The records below are to be retyped in full. Keep every word.

--------------------------------

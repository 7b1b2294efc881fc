// cachebust - cache-busting import rewriter
// Library exports

pub mod cli;
pub mod config;
pub mod errors;
pub mod files;
pub mod logging;
pub mod manifest;
pub mod rewrite;

pub use errors::{ConfigError, GlobError, ManifestError, RewriteError};
pub use files::FileSet;
pub use manifest::Manifest;
pub use rewrite::{
    run_task, FileDescriptor, FileOutcome, MissPolicy, RewriteOptions, RewriteReport, Rewriter,
};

--------------------------------

**SOLUTION FOR THIS EXERCISE**
repository 7b1b2294efc881fc
// cachebust - cache-busting import rewriter
// Library exports

pub mod cli;
pub mod config;
pub mod errors;
pub mod files;
pub mod logging;
pub mod manifest;
pub mod rewrite;

pub use errors::{ConfigError, GlobError, ManifestError, RewriteError};
pub use files::FileSet;
pub use manifest::Manifest;
pub use rewrite::{
    run_task, FileDescriptor, FileOutcome, MissPolicy, RewriteOptions, RewriteReport, Rewriter,
};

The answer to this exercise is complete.